We have not found any MRI studies describing EH in patients with familial MD or in patients with clinical variants of MD [6]; moreover, there are no longitudinal MRI studies in patients with MD, which would be very useful to determine the time needed to develop EH.
Differential diagnoses for MD
A large retrospective case-controlled study including 200 patients with MD has shown that besides saccular hydrops, radiologists must be vigilant regarding other inner ear disorders, such as perilymphatic fistulae, inner ear malformations or brain lesion along central cochleovestibular pathways, which may mimic MD symptoms [46]. The presence of perilymphatic fistulae in patients with MD symptoms was not associated with saccular hydrops.
MRI studies of internal auditory canal cranial nerves
The principal central pathway for audition and equilibrium leading to the cerebral cortex passes from the labyrinth, via the cochlea-vestibular nerve (VIII), to the brainstem nuclei.
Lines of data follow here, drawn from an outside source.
// SPDX-License-Identifier: PMPL-1.0-or-later
//! Directory scanner for running the heuristics across a project.
//!
//! Walks directory trees, picks files by extension and runs the enabled
//! analyzers on each.

use crate::analyzers;
use crate::config::Config;
use crate::error::Result;
use crate::finding::FindingSet;
use std::path::Path;
use tracing::{debug, info, warn};
use walkdir::WalkDir;

/// Scan a directory for accessibility issues
///
/// Unreadable entries and files are logged and skipped. A missing root
/// yields an empty set.
pub fn scan_directory(dir: &Path, config: &Config) -> Result<FindingSet> {
    let mut all_findings = FindingSet::new();

    info!("Scanning directory: {}", dir.display());

    for entry in WalkDir::new(dir)
        .follow_links(config.follow_links)
        .into_iter()
        .filter_entry(|e| {
            if e.depth() == 0 || !e.file_type().is_dir() {
                return true;
            }
            let name = e.file_name().to_str().unwrap_or("");
            !config.skips_dir(name) && !name.starts_with('.')
        })
    {
        let entry = match entry {
            Ok(e) => e,
            Err(e) => {
                debug!("Skipping entry: {}", e);
                continue;
            }
        };

        if !entry.file_type().is_file() {
            continue;
        }

        let path = entry.path();
        let ext = path.extension().and_then(|e| e.to_str()).unwrap_or("");
        if !config.scans_extension(ext) {
            continue;
        }

        let content = match std::fs::read_to_string(path) {
            Ok(c) => c,
            Err(e) => {
                warn!("Skipping {}: {}", path.display(), e);
                continue;
            }
        };

        debug!("Analyzing {}", path.display());
        all_findings.merge(analyzers::analyze_file(path, &content, config));
    }

    info!(
        "Scanned {} files, found {} issues",
        all_findings.files_scanned,
        all_findings.len()
    );

    Ok(all_findings)
}

/// Scan a single file for accessibility issues
///
/// The configured extension filter does not apply; the caller chose the file.
pub fn scan_file(path: &Path, config: &Config) -> Result<FindingSet> {
    let content = std::fs::read_to_string(path)?;
    debug!("Analyzing {}", path.display());
    Ok(analyzers::analyze_file(path, &content, config))
}
// SPDX-License-Identifier: PMPL-1.0-or-later
//! Error types for a11y-heuristics
//!
//! The checks themselves are total and never produce these; they only arise
//! at the edges (reading files, loading configuration, writing reports).

use thiserror::Error;

/// Main error type for a11y-heuristics
#[derive(Error, Debug)]
pub enum Error {
    #[error("IO error: {0}")]
    Io(#[from] std::io::Error),

    #[error("Configuration error: {0}")]
    Config(String),

    #[error("TOML parse error: {0}")]
    TomlParse(#[from] toml::de::Error),

    #[error("TOML serialization error: {0}")]
    TomlSerialize(#[from] toml::ser::Error),

    #[error("JSON error: {0}")]
    Json(#[from] serde_json::Error),
}

pub type Result<T> = std::result::Result<T, Error>;
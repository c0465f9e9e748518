// SPDX-License-Identifier: PMPL-1.0-or-later
//! Integration tests for a11y-heuristics

use a11y_heuristics::checks::Check;
use a11y_heuristics::config::Config;
use a11y_heuristics::report::{generate_report, OutputFormat};
use a11y_heuristics::scanner;
use std::path::Path;

fn scan(fixture: &str) -> a11y_heuristics::finding::FindingSet {
    scanner::scan_file(&Path::new("tests/fixtures").join(fixture), &Config::default())
        .expect("scan should succeed")
}

#[test]
fn test_scan_accessible_fixture() {
    let findings = scan("accessible.html");
    assert!(
        findings.is_empty(),
        "Accessible fixture should have no findings, got: {:?}",
        findings.findings.iter().map(|f| &f.rule_id).collect::<Vec<_>>()
    );
}

#[test]
fn test_scan_inaccessible_fixture() {
    let findings = scan("inaccessible.html");

    assert_eq!(findings.by_check(Check::AltText).len(), 2);
    assert_eq!(findings.by_check(Check::FormLabels).len(), 1);
    // h1 -> h3 and h3 -> h5
    assert_eq!(findings.by_check(Check::HeadingStructure).len(), 2);
    assert_eq!(findings.by_check(Check::ButtonNames).len(), 2);
    assert_eq!(findings.by_check(Check::LinkText).len(), 1);
    assert!(findings.has_errors());
}

#[test]
fn test_inaccessible_fixture_lines() {
    let findings = scan("inaccessible.html");
    let mut lines: Vec<usize> = findings
        .by_check(Check::HeadingStructure)
        .iter()
        .filter_map(|f| f.line)
        .collect();
    lines.sort_unstable();
    assert_eq!(lines, vec![5, 17]);

    let label = findings.by_check(Check::FormLabels);
    assert_eq!(label[0].line, Some(9));
}

#[test]
fn test_scan_partial_fixture() {
    let findings = scan("partial.vue");
    // The leading h2 and the empty button
    assert_eq!(findings.len(), 2);
    assert_eq!(findings.by_check(Check::ButtonNames).len(), 1);
    assert_eq!(findings.by_check(Check::HeadingStructure).len(), 1);
}

#[test]
fn test_scan_fixtures_directory() {
    let findings = scanner::scan_directory(Path::new("tests/fixtures"), &Config::default())
        .expect("scan should succeed");
    assert_eq!(findings.files_scanned, 3);
    assert_eq!(findings.len(), 10);
}

#[test]
fn test_json_report_valid() {
    let findings = scan("inaccessible.html");
    let report = generate_report(&findings, OutputFormat::Json).unwrap();
    let parsed: serde_json::Value =
        serde_json::from_str(&report).expect("JSON report should be valid JSON");

    assert_eq!(parsed["findings"].as_array().unwrap().len(), findings.len());
    assert_eq!(parsed["files_scanned"], 1);
}

#[test]
fn test_sarif_report_valid() {
    let findings = scan("inaccessible.html");
    let report = generate_report(&findings, OutputFormat::Sarif).unwrap();
    let parsed: serde_json::Value =
        serde_json::from_str(&report).expect("SARIF report should be valid JSON");

    assert_eq!(parsed["version"], "2.1.0");
    assert_eq!(parsed["runs"][0]["tool"]["driver"]["name"], "a11y-heuristics");
    assert_eq!(parsed["runs"][0]["tool"]["driver"]["rules"].as_array().unwrap().len(), 5);
    assert!(parsed["runs"][0]["results"].is_array());
}

#[test]
fn test_text_report_format() {
    let findings = scan("inaccessible.html");
    let report = generate_report(&findings, OutputFormat::Text).unwrap();

    assert!(report.contains("a11y-heuristics Report"));
    assert!(report.contains("WCAG"));
    assert!(report.contains("RELEASE BLOCKED"));
}

#[test]
fn test_config_limits_checks() {
    let config = Config { checks: vec![Check::LinkText], ..Config::default() };
    let findings = scanner::scan_file(Path::new("tests/fixtures/inaccessible.html"), &config)
        .expect("scan should succeed");
    assert_eq!(findings.len(), 1);
}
Sensorineural degeneration of cochlear and vestibular nerves has been proposed to occur in patients with MD [47, 48] while EH should be considered as a histologic marker for MD rather than being directly responsible for its symptoms [49].
Henneberger et al. and Flatz et al. measured both the VIII nerve and the VII nerve via their diameters in MD patients compared with controls [50, 51] using MRI. They demonstrated swelling of these nerves in patients with MD group, raising the hypothesis that although cellular death would theoretically be expected to lead to a decreased nerve thickness, the increases in the diameter of of VII and VIII nerves support a mechanism of neuroinflammation in MD pathophysiology.
Conclusions
Conclusions on methods for MRI studies in MD
Although there is some variability in the method to visualize EH, the most common sequence is 3D-FLAIR combined with IV GBCA. For 3D FLAIR-based studies, the inversion time is critical to discriminate perilymph versus endolymph and it is not described in most of the studies.
Conclusions on MRI findings in MD
MRI EH can be reliably measured in the saccule using the SURI method. EH in the saccule is associated with hearing loss and probably with the duration of disease. Uncontrolled studies have described EH in patients with vestibular migraine, acute low tone SNHL (without vertigo), tinnitus regardless of hearing loss, and autoimmune inner ear disease.